CS First Boston set up its global program office Jan. 15, based on recommendations from the parent bank's board and external auditors.
"We did not want any impediment due to any other major development project to allow these two projects to slip," said Caroline Watteeuw, the special group's chief coordinator.
Separate activities are under way within it. For example, different teams are carrying out the year-2000 and euro software changes, but the same team is testing the changes made in both projects.
Four hundred software developers and testers, 250 of them newly employed, are working in London, New York, Zurich, and Singapore. In addition, the investment bank has assigned a European Monetary Union coordinator to each of its more than 50 offices worldwide.
In hiring, "we have been very creative," said Ms. Watteeuw. "We've brought in resources from other countries."
All other nonmandatory, nonstrategic projects have stopped in what Ms. Watteeuw called "the big freeze." For example, an effort to upgrade fixed income and trade processing systems is on hold.
"This is one of the most complex programs ever undertaken by Credit Suisse First Boston. The program spans every business line and all locations globally," said Ms. Watteeuw, who moved from Bankers Trust Corp. to Credit Suisse First Boston last August.
It has become apparent that the year-2000 conversion is larger than the euro changeover because it involves testing in every branch, as well as end-to-end testing of 1,800 systems shared between New York and London.
The euro, on the other hand, "is more systemic and goes deeper within the system," said Ms. Watteeuw.
It is driven by the business units; by contrast, the year-2000 fix is purely a technical initiative.
Fixing the year-2000 software glitch, which is related to the coding of dates, will cost three times as much as accommodating the euro, she added.
"Regulators in Europe and the United States are focused on year-2000 and not on the readiness of any corporation toward" the European Monetary Union, she said.
Euro conversion rates were locked in May 2 at a meeting of the European Council of Ministers on economic and financial affairs.
"The timetable, as we view it, is very, very tight," Ms. Watteeuw said.

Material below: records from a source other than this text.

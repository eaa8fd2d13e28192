//! In-memory wiring of [`HttpState`] over the Chicago fixtures.

use std::sync::Arc;

use mockable::Clock;

use crate::domain::ports::{DisabledResponseCache, ResponseCache};
use crate::domain::{
    AggregationService, DatadumpConfig, DatadumpRunner, DatadumpService, DatadumpWorker,
    FanOutConfig, FanOutExecutor, ObservationQueryPlanner, ObservationQueryService, TableNaming,
};
use crate::inbound::http::state::HttpState;
use crate::outbound::memory::{
    InMemoryChunkStore, InMemoryDatadumpQueue, InMemoryJobStatusStore,
    InMemoryObservationWarehouse,
};

use super::clock::{MutableClock, fixture_now};
use super::sensor_network::{chicago_catalog, chicago_warehouse};

pub const URL_ROOT: &str = "http://localhost:8080/v1/api";
pub const WORKER_ID: &str = "fixture-worker";

/// Handler state plus the stores behind it.
pub struct FixtureServices {
    pub state: HttpState,
    pub warehouse: InMemoryObservationWarehouse,
    pub queue: InMemoryDatadumpQueue,
    pub status: InMemoryJobStatusStore,
    pub chunks: InMemoryChunkStore,
    pub worker: DatadumpWorker,
    pub clock: Arc<MutableClock>,
}

/// Builder for [`FixtureServices`].
pub struct FixtureServicesBuilder {
    cache: Arc<dyn ResponseCache>,
    datadump: DatadumpConfig,
    url_root: Option<String>,
}

impl Default for FixtureServicesBuilder {
    fn default() -> Self {
        Self {
            cache: Arc::new(DisabledResponseCache),
            datadump: DatadumpConfig::default(),
            url_root: Some(URL_ROOT.to_owned()),
        }
    }
}

impl FixtureServicesBuilder {
    pub fn cache(mut self, cache: Arc<dyn ResponseCache>) -> Self {
        self.cache = cache;
        self
    }

    pub fn chunk_size(mut self, chunk_size: u64) -> Self {
        self.datadump.chunk_size = chunk_size;
        self.datadump.window_size = chunk_size;
        self
    }

    /// Derive link roots from each request instead of a fixed root.
    pub fn request_url_root(mut self) -> Self {
        self.url_root = None;
        self
    }

    pub fn build(self) -> FixtureServices {
        let warehouse = chicago_warehouse();
        let queue = InMemoryDatadumpQueue::default();
        let status = InMemoryJobStatusStore::default();
        let chunks = InMemoryChunkStore::default();
        let clock = Arc::new(MutableClock::new(fixture_now()));
        let catalog = chicago_catalog();

        let warehouse_port = Arc::new(warehouse.clone());
        let planner = ObservationQueryPlanner::new(
            catalog.clone(),
            warehouse_port.clone(),
            TableNaming::default(),
        );
        let observations = ObservationQueryService::new(
            planner.clone(),
            FanOutExecutor::new(warehouse_port.clone(), FanOutConfig::default()),
        );
        let aggregation = AggregationService::new(
            catalog.clone(),
            warehouse_port.clone(),
            TableNaming::default(),
        );
        let datadumps = DatadumpService::new(
            planner.clone(),
            Arc::new(queue.clone()),
            Arc::new(status.clone()),
            Arc::new(chunks.clone()),
        );
        let runner = DatadumpRunner::new(
            planner,
            warehouse_port,
            Arc::new(chunks.clone()),
            Arc::new(status.clone()),
            clock.clone() as Arc<dyn Clock>,
            self.datadump,
        );
        let worker = DatadumpWorker::new(Arc::new(queue.clone()), runner, WORKER_ID);

        FixtureServices {
            state: HttpState {
                catalog,
                observations,
                aggregation,
                datadumps,
                cache: self.cache,
                clock: clock.clone(),
                url_root: self.url_root,
            },
            warehouse,
            queue,
            status,
            chunks,
            worker,
            clock,
        }
    }
}

/// Fixture services with default settings.
pub fn fixture_services() -> FixtureServices {
    FixtureServicesBuilder::default().build()
}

The first of two major euro efforts Credit Suisse First Boston has under way is to modify transaction systems in the Americas, Europe, and Asia- Pacific. During the transition years of 1999 to 2002, banks must offer dual currency statements to their customers.

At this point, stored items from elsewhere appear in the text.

//! Domain primitives, ports and services of the observation query engine.
//!
//! Purpose: keep every rule about networks, observations and datadumps free
//! of transport and storage concerns. Inbound adapters translate requests
//! into these types; outbound adapters implement the traits in [`ports`].
//!
//! Public surface:
//! - Error / ErrorCode: transport-agnostic failure payload.
//! - Sensor-network model: names, nodes, sensors, features, geometry.
//! - SensorCatalog / NetworkView: metadata lookups for one network.
//! - ObservationQueryPlanner: one bounded table query per feature.
//! - FanOutExecutor: bounded concurrent execution and merge.
//! - ObservationQueryService: planner plus executor for interactive queries.
//! - AggregationService: windowed aggregates for one node.
//! - DatadumpService / DatadumpRunner / DatadumpWorker: chunked, resumable
//!   exports and the queue consumer that drives them.

pub mod aggregation;
pub mod catalog;
pub mod datadump;
pub mod envelope;
pub mod error;
pub mod fan_out;
pub mod observation;
pub mod observation_query;
pub mod planner;
pub mod ports;
pub mod sensor_network;
pub mod trace_id;
mod warehouse_errors;

pub use self::aggregation::{
    AggregateBucket, AggregateFunction, AggregateInterval, AggregateRequest, AggregationService,
    MAX_BUCKETS,
};
pub use self::catalog::{NetworkSummary, NetworkView, SensorCatalog};
pub use self::datadump::{
    DatadumpChunk, DatadumpConfig, DatadumpJob, DatadumpManifest, DatadumpOutcome, DatadumpRunner,
    DatadumpService, DatadumpSubmission, DatadumpWorker, JobMeta, JobProgress, JobState, JobStatus,
    JobTicket, PollOutcome,
};
pub use self::envelope::{EchoedQuery, EnvelopeMeta, EnvelopeStatus, ResponseEnvelope};
pub use self::error::{Error, ErrorCode, ErrorValidationError};
pub use self::fan_out::{FanOutConfig, FanOutExecutor};
pub use self::observation::{
    DATETIME_FORMAT, FeatureTable, InvalidTimeWindow, KEY_COLUMNS, ObservationCursor,
    ObservationRecord, ObservationRequest, ObservationRow, TableQuery, TimeWindow, WindowPage,
    format_datetime,
};
pub use self::observation_query::{ObservationQueryResult, ObservationQueryService};
pub use self::planner::{ObservationQueryPlanner, QueryPlan, TableNaming};
pub use self::sensor_network::{
    Feature, FeatureName, FeatureProperty, GeoPoint, GeoPolygon, Network, NetworkName, Node,
    NodeId, ObservedPropertyDef, PropertyType, Sensor, SensorName, SensorNetworkValidationError,
};
pub use self::trace_id::{TRACE_ID_HEADER, TraceId};

/// Convenient result alias for domain services.
///
/// # Examples
/// ```
/// use sensornet::domain::{DomainResult, Error};
///
/// fn lookup() -> DomainResult<u32> {
///     Err(Error::not_found("no such job"))
/// }
/// assert!(lookup().is_err());
/// ```
pub type DomainResult<T> = Result<T, Error>;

The second effort, a massive conversion at the start of next year, has become known as "le weekend." No employees will be granted time off in the month before or after the conversion-from Dec. 1, 1998, to Feb. 1, 1999-Ms. Watteeuw said. "Of course, we will adequately compensate them," she added.

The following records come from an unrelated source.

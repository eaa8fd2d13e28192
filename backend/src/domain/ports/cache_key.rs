//! Cache key type shared by metadata response cache adapters.
use sha2::{Digest, Sha256};
use thiserror::Error;

/// Namespace prepended to every metadata cache key.
pub const METADATA_CACHE_NAMESPACE: &str = "sensornet:v1";

/// Cache key identifying one rendered metadata response.
#[derive(Debug, Clone, PartialEq, Eq, Hash)]
pub struct MetadataCacheKey(String);

impl MetadataCacheKey {
    /// Construct a cache key after validating that it is non-empty and trimmed.
    pub fn new(value: impl Into<String>) -> Result<Self, MetadataCacheKeyValidationError> {
        let raw = value.into();
        if raw.trim().is_empty() {
            return Err(MetadataCacheKeyValidationError::Empty);
        }
        if raw.chars().any(char::is_whitespace) {
            return Err(MetadataCacheKeyValidationError::ContainsWhitespace);
        }
        Ok(Self(raw))
    }

    /// Fingerprint a request path and raw query string.
    ///
    /// # Examples
    /// ```
    /// use sensornet::domain::ports::MetadataCacheKey;
    ///
    /// let key = MetadataCacheKey::for_request("/sensor-networks", "");
    /// assert!(key.as_str().starts_with("sensornet:v1:"));
    /// assert_eq!(key.as_str().len(), "sensornet:v1:".len() + 64);
    /// ```
    pub fn for_request(path: &str, query: &str) -> Self {
        let mut hasher = Sha256::new();
        hasher.update(path.as_bytes());
        hasher.update(b"?");
        hasher.update(query.as_bytes());
        Self(format!(
            "{METADATA_CACHE_NAMESPACE}:{}",
            hex::encode(hasher.finalize())
        ))
    }

    /// Borrow the underlying key as a string slice.
    pub fn as_str(&self) -> &str {
        self.0.as_str()
    }
}

impl std::fmt::Display for MetadataCacheKey {
    fn fmt(&self, f: &mut std::fmt::Formatter<'_>) -> std::fmt::Result {
        f.write_str(self.as_str())
    }
}

impl AsRef<str> for MetadataCacheKey {
    fn as_ref(&self) -> &str {
        self.as_str()
    }
}

/// Validation errors returned when constructing [`MetadataCacheKey`].
#[derive(Debug, Clone, PartialEq, Eq, Error)]
pub enum MetadataCacheKeyValidationError {
    /// Key is empty after trimming whitespace.
    #[error("metadata cache key must not be empty")]
    Empty,
    /// Key contains whitespace anywhere.
    #[error("metadata cache key must not contain whitespace")]
    ContainsWhitespace,
}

The investment bank is addressing the euro across numerous business lines, including fixed income, foreign exchange, money markets, equities, derivatives, corporate banking, private banking, asset management, and insurance.
As a result, all major systems and most vendor packages are affected. The investment bank has identified 125 major projects and 184 "important" projects in connection with the euro conversion, which is to occur simultaneously worldwide.
One project is to adopt a general ledger and accounting system from PeopleSoft Inc., Pleasanton, Calif. The system allows for accounting in multiple currencies.
Martin Mackay, industry strategy director for PeopleSoft's financial services business unit, said the multiple-currency feature caters to the desire of most organizations to maintain dual sets of books for external reporting requirements and internal reporting in euros.
"The problem is the transition phase and how that is handled," said Mr. Mackay.